> **TASK PROMPT**: Scan the lines below and report each one containing "Deserialize" by copying it.

Saved entries
-----
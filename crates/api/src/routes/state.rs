//! Live Vehicle State Routes

use axum::{extract::State, Json};
use serde::Serialize;
use vehicle_state::VehicleState;

use crate::SharedState;
use controller::Readings;

/// Response for the live state endpoint
#[derive(Debug, Serialize)]
pub struct StateResponse {
    pub uptime_ms: u64,
    /// Raw fixed-point values
    pub state: VehicleState,
    /// The same values in engineering units
    pub readings: Readings,
    pub stale: bool,
    pub active_modes: Vec<String>,
    pub brightness: u8,
}

/// Get the latest decoded vehicle state
pub async fn get_state(State(state): State<SharedState>) -> Json<StateResponse> {
    let response = state.snapshot.with(|s| StateResponse {
        uptime_ms: s.uptime_ms,
        state: s.state.clone(),
        readings: s.readings.clone(),
        stale: s.stale,
        active_modes: s.active_modes.clone(),
        brightness: s.brightness,
    });
    Json(response)
}
//! Rate Limiting Middleware using GCRA Algorithm
//!
//! Guards the configuration and reset endpoints with tower_governor. The
//! dashboard is a single client on a local link, so one global bucket is
//! shared by all callers instead of keying on peer addresses.

use axum::routing::MethodRouter;
use governor::middleware::StateInformationMiddleware;
use serde::{Deserialize, Serialize};
use std::sync::Arc;
use tower_governor::governor::GovernorConfigBuilder;
use tower_governor::key_extractor::GlobalKeyExtractor;
use tower_governor::GovernorLayer;
use tracing::warn;

/// Governor config with X-RateLimit-* headers and a single global key
pub type MutationGovernorConfig =
    tower_governor::governor::GovernorConfig<GlobalKeyExtractor, StateInformationMiddleware>;

/// Rate limiting configuration
#[derive(Debug, Clone, PartialEq, Eq, Serialize, Deserialize)]
#[serde(default)]
pub struct RateLimitConfig {
    pub enabled: bool,
    /// Seconds to replenish one request
    pub per_second: u64,
    /// Max requests that can be made immediately
    pub burst_size: u32,
}

impl Default for RateLimitConfig {
    fn default() -> Self {
        Self {
            enabled: true,
            per_second: 1,
            burst_size: 10,
        }
    }
}

/// Build the governor config, or `None` when disabled or the quota is zero
pub fn create_governor_config(config: &RateLimitConfig) -> Option<Arc<MutationGovernorConfig>> {
    if !config.enabled {
        return None;
    }
    let governor = GovernorConfigBuilder::default()
        .key_extractor(GlobalKeyExtractor)
        .per_second(config.per_second)
        .burst_size(config.burst_size)
        .use_headers()
        .finish();
    if governor.is_none() {
        warn!(
            "Rate limit disabled: invalid quota ({} s, burst {})",
            config.per_second, config.burst_size
        );
    }
    governor.map(Arc::new)
}

/// Wrap a method router in the limiter when one is configured
pub fn limited<S>(
    route: MethodRouter<S>,
    governor: Option<&Arc<MutationGovernorConfig>>,
) -> MethodRouter<S>
where
    S: Clone + Send + Sync + 'static,
{
    match governor {
        Some(config) => route.layer(GovernorLayer {
            config: Arc::clone(config),
        }),
        None => route,
    }
}
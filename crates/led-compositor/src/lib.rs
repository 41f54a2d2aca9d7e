//! Layered LED rendering
//!
//! Turns a [`vehicle_state::VehicleState`] plus bus health into a frame of
//! pixels by painting fixed stages in order, then hands the frame to an
//! [`LedStrip`].

mod brightness;
pub mod color;
mod compositor;
mod frame;
pub mod oscillator;
mod strip;
mod tables;

pub use brightness::{BrightnessPolicy, BrightnessSchedule, BRIGHTNESS_REFRESH_MS};
pub use color::Rgb;
pub use compositor::{active_modes, coolant_color, Compositor, RenderConfig, RenderInput, Stage, PIPELINE};
pub use frame::LedFrame;
pub use strip::{
    format_stream_line, self_test, LedStrip, RecordingStrip, SerialStreamStrip, StripError,
    SELF_TEST_DURATION_MS, SELF_TEST_STEP_MS, STREAM_INTERVAL_MS,
};
pub use tables::LookupTables;

/// Pixels on the production strip
pub const LED_COUNT: usize = 60;
//! CAN Protocol Error Types

use thiserror::Error;

/// Errors constructing a [`crate::ProtocolFrame`]
#[derive(Debug, Clone, PartialEq, Eq, Error)]
pub enum FrameError {
    /// Identifier does not fit an 11-bit standard id
    #[error("Standard identifier {0:#X} exceeds 0x7FF")]
    StandardIdOutOfRange(u32),

    /// Identifier does not fit a 29-bit extended id
    #[error("Extended identifier {0:#X} exceeds 0x1FFFFFFF")]
    ExtendedIdOutOfRange(u32),

    /// Payload longer than a classic CAN frame allows
    #[error("Payload length {0} exceeds 8 bytes")]
    PayloadTooLong(usize),
}

/// Errors selecting a protocol variant
#[derive(Debug, Clone, PartialEq, Eq, Error)]
pub enum ProtocolError {
    /// Name or index does not match any supported protocol
    #[error("Unknown protocol variant: {0}")]
    UnknownVariant(String),
}
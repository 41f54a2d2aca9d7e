//! Per-protocol frame decoders

pub mod custom;
pub mod link_generic;
pub mod link_generic2;

pub use custom::CustomDecoder;
pub use link_generic::LinkGenericDecoder;
pub use link_generic2::LinkGeneric2Decoder;

use crate::frame::{CanId, ProtocolFrame};

/// Single bit at `bit` when `set`
#[inline]
fn flag(set: bool, bit: u8) -> u8 {
    (set as u8) << bit
}

/// Ids passed here are protocol constants below 0x800
fn standard_frame(id: u32, data: [u8; 8], len: usize) -> ProtocolFrame {
    ProtocolFrame::from_parts(CanId::Standard(id as u16), data, len)
}

fn extended_frame(id: u32, data: [u8; 8], len: usize) -> ProtocolFrame {
    ProtocolFrame::from_parts(CanId::Extended(id), data, len)
}
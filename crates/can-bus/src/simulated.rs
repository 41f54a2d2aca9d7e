//! Queue-backed transceiver for tests and demo mode

use crate::transceiver::{BusConfig, BusStatus, ControllerState, Transceiver, TransceiverError};
use can_protocol::{ProtocolFrame, ProtocolVariant};
use std::collections::VecDeque;
use std::time::Duration;
use tracing::{debug, info};

/// In-memory transceiver with injectable faults.
///
/// `receive` never sleeps: an empty queue reports `Timeout` immediately.
/// With an acceptance filter installed, frames the protocol does not
/// recognise are dropped on receive and never reach the caller.
#[derive(Debug)]
pub struct SimulatedTransceiver {
    inbox: VecDeque<ProtocolFrame>,
    installed: bool,
    acceptance: Option<ProtocolVariant>,
    filtered: u32,
    state: ControllerState,
    rx_errors: u32,
    tx_errors: u32,
    fail_install: bool,
    fail_start: bool,
    fail_status: bool,
    fail_recovery: bool,
    recovery_requests: u32,
    receive_calls: u32,
    last_timeout: Option<Duration>,
}

impl Default for SimulatedTransceiver {
    fn default() -> Self {
        Self::new()
    }
}

impl SimulatedTransceiver {
    pub fn new() -> Self {
        Self {
            inbox: VecDeque::new(),
            installed: false,
            acceptance: None,
            filtered: 0,
            state: ControllerState::Stopped,
            rx_errors: 0,
            tx_errors: 0,
            fail_install: false,
            fail_start: false,
            fail_status: false,
            fail_recovery: false,
            recovery_requests: 0,
            receive_calls: 0,
            last_timeout: None,
        }
    }

    /// Queue a frame for a later `receive`
    pub fn enqueue(&mut self, frame: ProtocolFrame) {
        self.inbox.push_back(frame);
    }

    pub fn enqueue_all(&mut self, frames: impl IntoIterator<Item = ProtocolFrame>) {
        self.inbox.extend(frames);
    }

    pub fn pending(&self) -> usize {
        self.inbox.len()
    }

    /// Force the controller state, e.g. to simulate bus-off
    pub fn set_controller_state(&mut self, state: ControllerState) {
        debug!("Simulated controller state -> {:?}", state);
        if state == ControllerState::BusOff {
            self.tx_errors = 256;
        } else if state == ControllerState::Running {
            self.tx_errors = 0;
        }
        self.state = state;
    }

    pub fn controller_state(&self) -> ControllerState {
        self.state
    }

    pub fn fail_install(&mut self, fail: bool) {
        self.fail_install = fail;
    }

    pub fn fail_start(&mut self, fail: bool) {
        self.fail_start = fail;
    }

    pub fn fail_status(&mut self, fail: bool) {
        self.fail_status = fail;
    }

    pub fn fail_recovery(&mut self, fail: bool) {
        self.fail_recovery = fail;
    }

    /// Number of recovery requests issued
    pub fn recovery_requests(&self) -> u32 {
        self.recovery_requests
    }

    /// Frames dropped by the acceptance filter
    pub fn filtered(&self) -> u32 {
        self.filtered
    }

    /// Number of `receive` calls made
    pub fn receive_calls(&self) -> u32 {
        self.receive_calls
    }

    /// Timeout passed to the most recent `receive`
    pub fn last_timeout(&self) -> Option<Duration> {
        self.last_timeout
    }
}

impl Transceiver for SimulatedTransceiver {
    fn install(&mut self, config: &BusConfig) -> Result<(), TransceiverError> {
        if self.fail_install {
            return Err(TransceiverError::InstallFailed("simulated install fault".into()));
        }
        info!("Simulated transceiver installed at {} bit/s", config.bitrate);
        self.acceptance = config.acceptance();
        if let Some(protocol) = self.acceptance {
            info!("Acceptance filter: {} identifiers only", protocol);
        }
        self.installed = true;
        Ok(())
    }

    fn start(&mut self) -> Result<(), TransceiverError> {
        if !self.installed {
            return Err(TransceiverError::NotInstalled);
        }
        if self.fail_start {
            return Err(TransceiverError::StartFailed("simulated start fault".into()));
        }
        self.state = ControllerState::Running;
        Ok(())
    }

    fn receive(&mut self, timeout: Duration) -> Result<ProtocolFrame, TransceiverError> {
        self.receive_calls += 1;
        self.last_timeout = Some(timeout);
        if self.state != ControllerState::Running {
            return Err(TransceiverError::NotRunning);
        }
        let filter = self.acceptance.map(ProtocolVariant::decoder);
        while let Some(frame) = self.inbox.pop_front() {
            if let Some(decoder) = &filter {
                if !decoder.recognizes(frame.raw_id()) {
                    self.filtered += 1;
                    continue;
                }
            }
            self.rx_errors = self.rx_errors.saturating_sub(1);
            return Ok(frame);
        }
        Err(TransceiverError::Timeout)
    }

    fn status(&mut self) -> Result<BusStatus, TransceiverError> {
        if self.fail_status {
            return Err(TransceiverError::Driver("simulated status fault".into()));
        }
        if !self.installed {
            return Err(TransceiverError::NotInstalled);
        }
        Ok(BusStatus {
            state: self.state,
            rx_errors: self.rx_errors,
            tx_errors: self.tx_errors,
            queue_depth: self.inbox.len() as u32,
        })
    }

    fn initiate_recovery(&mut self) -> Result<(), TransceiverError> {
        self.recovery_requests += 1;
        if self.fail_recovery {
            return Err(TransceiverError::Driver("simulated recovery fault".into()));
        }
        if self.state != ControllerState::BusOff {
            return Err(TransceiverError::Driver("controller not in bus-off".into()));
        }
        self.state = ControllerState::Recovering;
        Ok(())
    }
}

#[cfg(test)]
mod tests {
    use super::*;

    #[test]
    fn test_receive_requires_running() {
        let mut sim = SimulatedTransceiver::new();
        sim.enqueue(ProtocolFrame::standard(0x100, &[1]).unwrap());
        assert_eq!(sim.receive(Duration::ZERO), Err(TransceiverError::NotRunning));

        sim.install(&BusConfig::default()).unwrap();
        sim.start().unwrap();
        assert!(sim.receive(Duration::ZERO).is_ok());
        assert_eq!(sim.receive(Duration::ZERO), Err(TransceiverError::Timeout));
    }

    #[test]
    fn test_acceptance_filter_drops_foreign_ids() {
        let mut sim = SimulatedTransceiver::new();
        sim.install(&BusConfig {
            protocol: Some(ProtocolVariant::Custom),
            ..BusConfig::default()
        })
        .unwrap();
        sim.start().unwrap();
        sim.enqueue_all([
            ProtocolFrame::standard(0x5F0, &[1]).unwrap(),
            ProtocolFrame::standard(0x7FF, &[]).unwrap(),
            ProtocolFrame::standard(0x101, &[2]).unwrap(),
        ]);

        assert_eq!(sim.receive(Duration::ZERO).unwrap().raw_id(), 0x101);
        assert_eq!(sim.filtered(), 2);
        assert_eq!(sim.receive(Duration::ZERO), Err(TransceiverError::Timeout));
    }

    #[test]
    fn test_filter_disabled_accepts_everything() {
        let mut sim = SimulatedTransceiver::new();
        sim.install(&BusConfig {
            filter_enabled: false,
            protocol: Some(ProtocolVariant::Custom),
            ..BusConfig::default()
        })
        .unwrap();
        sim.start().unwrap();
        sim.enqueue(ProtocolFrame::standard(0x5F0, &[1]).unwrap());

        assert_eq!(sim.receive(Duration::ZERO).unwrap().raw_id(), 0x5F0);
        assert_eq!(sim.filtered(), 0);
    }

    #[test]
    fn test_start_before_install() {
        let mut sim = SimulatedTransceiver::new();
        assert_eq!(sim.start(), Err(TransceiverError::NotInstalled));
    }

    #[test]
    fn test_recovery_only_from_bus_off() {
        let mut sim = SimulatedTransceiver::new();
        sim.install(&BusConfig::default()).unwrap();
        sim.start().unwrap();
        assert!(sim.initiate_recovery().is_err());
        sim.set_controller_state(ControllerState::BusOff);
        sim.initiate_recovery().unwrap();
        assert_eq!(sim.controller_state(), ControllerState::Recovering);
        assert_eq!(sim.recovery_requests(), 2);
    }
}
-----
> **ANSWER TO THE PROBLEM**:
use serde::{Deserialize, Serialize};
#[derive(Debug, Clone, PartialEq, Eq, Serialize, Deserialize)]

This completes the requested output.